Work request → The full listing, copied exactly, is the required output.

• • • •

//! Output formatting for CLI commands.

use std::collections::BTreeMap;

use serde::{Deserialize, Serialize};

use crate::cli::args::{OutputFormat, RankDataArgs};
use crate::error::Result;
use crate::libsvm::QueryAggregate;

/// One query aggregate as a JSON line.
#[derive(Debug, Clone, PartialEq, Serialize, Deserialize)]
pub struct AggregateRecord {
    pub qid: i64,
    pub num_documents: usize,
    pub labels: Vec<f32>,
    pub features: BTreeMap<String, Vec<f32>>,
}

impl From<&QueryAggregate> for AggregateRecord {
    fn from(aggregate: &QueryAggregate) -> Self {
        Self {
            qid: aggregate.qid,
            num_documents: aggregate.num_documents,
            labels: aggregate.labels.to_vec(),
            features: aggregate
                .features
                .iter()
                .map(|(id, column)| (id.clone(), column.iter().copied().collect()))
                .collect(),
        }
    }
}

/// Result structure for LibSVM aggregation.
#[derive(Debug, Serialize, Deserialize)]
pub struct LibsvmSummary {
    pub queries: usize,
    pub documents: usize,
    pub list_size: usize,
    pub lines_read: usize,
    pub duration_ms: u64,
}

/// Result structure for spec resolution.
#[derive(Debug, Serialize, Deserialize)]
pub struct SpecsSummary {
    pub list_size: Option<usize>,
    pub context_features: BTreeMap<String, String>,
    pub example_features: BTreeMap<String, String>,
    pub padding: BTreeMap<String, String>,
}

/// Output a result in the specified format.
pub fn output_result<T: Serialize>(message: &str, result: &T, args: &RankDataArgs) -> Result<()> {
    match args.output_format {
        OutputFormat::Human => output_human(message, result, args),
        OutputFormat::Json => output_json(result, args),
    }
}

fn output_human<T: Serialize>(message: &str, result: &T, args: &RankDataArgs) -> Result<()> {
    if args.verbosity() > 0 {
        println!("{message}");
        println!();
    }
    let value = serde_json::to_value(result)?;
    print_value(&value, 0);
    Ok(())
}

fn print_value(value: &serde_json::Value, indent: usize) {
    let pad = "  ".repeat(indent);
    match value {
        serde_json::Value::Object(map) => {
            for (key, value) in map {
                match value {
                    serde_json::Value::Object(inner) if inner.is_empty() => println!("{pad}{key}: (none)"),
                    serde_json::Value::Object(_) => {
                        println!("{pad}{key}:");
                        print_value(value, indent + 1);
                    }
                    serde_json::Value::String(s) => println!("{pad}{key}: {s}"),
                    serde_json::Value::Null => println!("{pad}{key}: -"),
                    other => println!("{pad}{key}: {other}"),
                }
            }
        }
        other => println!("{pad}{other}"),
    }
}

fn output_json<T: Serialize>(result: &T, args: &RankDataArgs) -> Result<()> {
    let json = if args.pretty {
        serde_json::to_string_pretty(result)?
    } else {
        serde_json::to_string(result)?
    };
    println!("{json}");
    Ok(())
}

#[cfg(test)]
mod tests {
    use super::*;
    use crate::libsvm::finalize;
    use crate::libsvm::line::QueryDocument;
    use rand::SeedableRng;
    use rand::rngs::StdRng;

    #[test]
    fn test_aggregate_record_json() {
        let aggregate = finalize(
            3,
            vec![QueryDocument::new(2.0).with_feature("1", 0.25)],
            1,
            2,
            &mut StdRng::seed_from_u64(0),
        );
        let json = serde_json::to_string(&AggregateRecord::from(&aggregate)).unwrap();
        assert_eq!(
            json,
            r#"{"qid":3,"num_documents":1,"labels":[2.0,-1.0],"features":{"1":[0.25,0.0]}}"#
        );
    }
}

• • • •

Task solution →
//! Output formatting for CLI commands.

use std::collections::BTreeMap;

use serde::{Deserialize, Serialize};

use crate::cli::args::{OutputFormat, RankDataArgs};
use crate::error::Result;
use crate::libsvm::QueryAggregate;

/// One query aggregate as a JSON line.
#[derive(Debug, Clone, PartialEq, Serialize, Deserialize)]
pub struct AggregateRecord {
    pub qid: i64,
    pub num_documents: usize,
    pub labels: Vec<f32>,
    pub features: BTreeMap<String, Vec<f32>>,
}

impl From<&QueryAggregate> for AggregateRecord {
    fn from(aggregate: &QueryAggregate) -> Self {
        Self {
            qid: aggregate.qid,
            num_documents: aggregate.num_documents,
            labels: aggregate.labels.to_vec(),
            features: aggregate
                .features
                .iter()
                .map(|(id, column)| (id.clone(), column.iter().copied().collect()))
                .collect(),
        }
    }
}

/// Result structure for LibSVM aggregation.
#[derive(Debug, Serialize, Deserialize)]
pub struct LibsvmSummary {
    pub queries: usize,
    pub documents: usize,
    pub list_size: usize,
    pub lines_read: usize,
    pub duration_ms: u64,
}

/// Result structure for spec resolution.
#[derive(Debug, Serialize, Deserialize)]
pub struct SpecsSummary {
    pub list_size: Option<usize>,
    pub context_features: BTreeMap<String, String>,
    pub example_features: BTreeMap<String, String>,
    pub padding: BTreeMap<String, String>,
}

/// Output a result in the specified format.
pub fn output_result<T: Serialize>(message: &str, result: &T, args: &RankDataArgs) -> Result<()> {
    match args.output_format {
        OutputFormat::Human => output_human(message, result, args),
        OutputFormat::Json => output_json(result, args),
    }
}

fn output_human<T: Serialize>(message: &str, result: &T, args: &RankDataArgs) -> Result<()> {
    if args.verbosity() > 0 {
        println!("{message}");
        println!();
    }
    let value = serde_json::to_value(result)?;
    print_value(&value, 0);
    Ok(())
}

fn print_value(value: &serde_json::Value, indent: usize) {
    let pad = "  ".repeat(indent);
    match value {
        serde_json::Value::Object(map) => {
            for (key, value) in map {
                match value {
                    serde_json::Value::Object(inner) if inner.is_empty() => println!("{pad}{key}: (none)"),
                    serde_json::Value::Object(_) => {
                        println!("{pad}{key}:");
                        print_value(value, indent + 1);
                    }
                    serde_json::Value::String(s) => println!("{pad}{key}: {s}"),
                    serde_json::Value::Null => println!("{pad}{key}: -"),
                    other => println!("{pad}{key}: {other}"),
                }
            }
        }
        other => println!("{pad}{other}"),
    }
}

fn output_json<T: Serialize>(result: &T, args: &RankDataArgs) -> Result<()> {
    let json = if args.pretty {
        serde_json::to_string_pretty(result)?
    } else {
        serde_json::to_string(result)?
    };
    println!("{json}");
    Ok(())
}

#[cfg(test)]
mod tests {
    use super::*;
    use crate::libsvm::finalize;
    use crate::libsvm::line::QueryDocument;
    use rand::SeedableRng;
    use rand::rngs::StdRng;

    #[test]
    fn test_aggregate_record_json() {
        let aggregate = finalize(
            3,
            vec![QueryDocument::new(2.0).with_feature("1", 0.25)],
            1,
            2,
            &mut StdRng::seed_from_u64(0),
        );
        let json = serde_json::to_string(&AggregateRecord::from(&aggregate)).unwrap();
        assert_eq!(
            json,
            r#"{"qid":3,"num_documents":1,"labels":[2.0,-1.0],"features":{"1":[0.25,0.0]}}"#
        );
    }
}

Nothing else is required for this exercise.